Poetry Unbound

Esteban Rodríguez

22 La Bota

Last Updated

May 28, 2021


Original Air Date

May 28, 2021

A poet considers his father, and, particularly, his father’s boots. These boots could be a hammer, a prop, a weapon. But Esteban Rodríguez also remembers how his father — a sleepwalker — would walk outside at night in his underwear, wielding his boots, slapping them against each other in a kind of protective ritual. What spirits was his father protecting them from? What was he asserting about land and place, by standing guard, even in his dreams?
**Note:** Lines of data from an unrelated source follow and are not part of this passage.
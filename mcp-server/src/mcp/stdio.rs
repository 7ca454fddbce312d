//! Stdio transport - newline-delimited JSON-RPC over stdin/stdout.

use async_trait::async_trait;
use countries_mcp_types::{JsonRpcRequest, JsonRpcResponse};
use tokio::io::{
    AsyncBufReadExt, AsyncRead, AsyncWrite, AsyncWriteExt, BufReader, Lines, Stdin, Stdout,
};
use tokio::sync::Mutex;
use tokio_util::sync::CancellationToken;
use tracing::{debug, error, warn};

use super::transport::{decode_error_response, decode_request, Transport, TransportError};

pub struct StdioTransport<R, W> {
    reader: Mutex<Lines<BufReader<R>>>,
    writer: Mutex<W>,
    shutdown: CancellationToken,
}

impl StdioTransport<Stdin, Stdout> {
    /// Transport over the process's standard input and output.
    pub fn new() -> Self {
        Self::with_io(tokio::io::stdin(), tokio::io::stdout())
    }
}

impl Default for StdioTransport<Stdin, Stdout> {
    fn default() -> Self {
        Self::new()
    }
}

impl<R, W> StdioTransport<R, W>
where
    R: AsyncRead + Unpin + Send,
    W: AsyncWrite + Unpin + Send,
{
    pub fn with_io(reader: R, writer: W) -> Self {
        Self {
            reader: Mutex::new(BufReader::new(reader).lines()),
            writer: Mutex::new(writer),
            shutdown: CancellationToken::new(),
        }
    }

    async fn write_line(&self, json: &str) -> Result<(), TransportError> {
        let mut writer = self.writer.lock().await;
        writer.write_all(json.as_bytes()).await?;
        writer.write_all(b"\n").await?;
        writer.flush().await?;
        Ok(())
    }
}

#[async_trait]
impl<R, W> Transport for StdioTransport<R, W>
where
    R: AsyncRead + Unpin + Send,
    W: AsyncWrite + Unpin + Send,
{
    async fn start(&self) -> Result<(), TransportError> {
        if self.shutdown.is_cancelled() {
            return Err(TransportError::Closed);
        }
        Ok(())
    }

    async fn receive(&self) -> Option<JsonRpcRequest> {
        let mut reader = self.reader.lock().await;
        loop {
            let line = tokio::select! {
                _ = self.shutdown.cancelled() => return None,
                line = reader.next_line() => line,
            };

            let line = match line {
                Ok(Some(line)) => line,
                Ok(None) => {
                    debug!("stdin closed");
                    return None;
                }
                Err(e) => {
                    error!("Failed to read from stdin: {}", e);
                    return None;
                }
            };

            let line = line.trim();
            if line.is_empty() {
                continue;
            }

            match decode_request(line.as_bytes()) {
                Ok(request) => return Some(request),
                Err(e) => {
                    warn!("Discarding malformed message: {}", e);
                    let response = decode_error_response(&e);
                    if let Err(e) = self.send(&response).await {
                        error!("Failed to report malformed message: {}", e);
                    }
                }
            }
        }
    }

    async fn send(&self, response: &JsonRpcResponse) -> Result<(), TransportError> {
        if self.shutdown.is_cancelled() {
            return Err(TransportError::Closed);
        }
        let json = serde_json::to_string(response)?;
        self.write_line(&json).await
    }

    async fn close(&self) {
        self.shutdown.cancel();
    }
}

#[cfg(test)]
mod tests {
    use super::*;
    use countries_mcp_types::jsonrpc::PARSE_ERROR;
    use serde_json::{json, Value};
    use tokio::io::{duplex, AsyncBufReadExt, AsyncWriteExt, BufReader};

    #[tokio::test]
    async fn test_reads_one_request_per_line() {
        let (mut client, server_in) = duplex(1024);
        let transport = StdioTransport::with_io(server_in, tokio::io::sink());

        client
            .write_all(b"{\"jsonrpc\":\"2.0\",\"id\":1,\"method\":\"ping\"}\n\n")
            .await
            .unwrap();
        client
            .write_all(b"{\"jsonrpc\":\"2.0\",\"method\":\"notifications/initialized\"}\n")
            .await
            .unwrap();
        drop(client);

        assert_eq!(transport.receive().await.unwrap().method, "ping");
        let notification = transport.receive().await.unwrap();
        assert!(notification.is_notification());
        assert!(transport.receive().await.is_none());
    }

    #[tokio::test]
    async fn test_malformed_line_gets_parse_error() {
        let (mut client_in, server_in) = duplex(1024);
        let (server_out, client_out) = duplex(1024);
        let transport = StdioTransport::with_io(server_in, server_out);

        client_in
            .write_all(b"{oops\n{\"jsonrpc\":\"2.0\",\"id\":2,\"method\":\"ping\"}\n")
            .await
            .unwrap();

        let request = transport.receive().await.unwrap();
        assert_eq!(request.id, Some(json!(2)));

        let mut lines = BufReader::new(client_out).lines();
        let line = lines.next_line().await.unwrap().unwrap();
        let value: Value = serde_json::from_str(&line).unwrap();
        assert_eq!(value["error"]["code"], PARSE_ERROR);
    }

    #[tokio::test]
    async fn test_send_writes_newline_delimited_json() {
        let (server_out, client_out) = duplex(1024);
        let transport = StdioTransport::with_io(tokio::io::empty(), server_out);

        transport
            .send(&JsonRpcResponse::success(json!(1), json!({"ok": true})))
            .await
            .unwrap();

        let mut lines = BufReader::new(client_out).lines();
        let line = lines.next_line().await.unwrap().unwrap();
        let value: Value = serde_json::from_str(&line).unwrap();
        assert_eq!(value["result"]["ok"], true);
    }

    #[tokio::test]
    async fn test_close_stops_receiving() {
        let (_client, server_in) = duplex(1024);
        let transport = StdioTransport::with_io(server_in, tokio::io::sink());
        transport.close().await;
        assert!(transport.receive().await.is_none());
        assert!(transport.start().await.is_err());
    }
}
Letterpress art by Myrna Keliher.

Guest

Image of Esteban Rodríguez

Esteban Rodríguez is the author of five poetry collections, most recently, The Valley. His debut essay collection Before the Earth Devours Us will be published by Split/Lip Press in late 2021. He is the Interviews Editor for the EcoTheo Review, an Assistant Poetry Editor for AGNI, and a regular reviews contributor for Heavy Feather Review. He lives in Austin, Texas.

Transcript

[music: “Praise the Rain” by Gautam Srikishan]

Pádraig Ó Tuama: My name is Pádraig Ó Tuama, and for years I had a recurring dream. The dream was always that I was about to walk into a large cave and that I knew that something waited for me in the cave and that I was very frightened. And the whole dream would be building up and building up to getting to that mouth of the cave, going in or waiting or not. And then I’d wake up. And something happened to me, when I began to go into that cave, in my poems, in my imagination, even. Something new occurred.

[music: “Praise the Rain” by Gautam Srikishan]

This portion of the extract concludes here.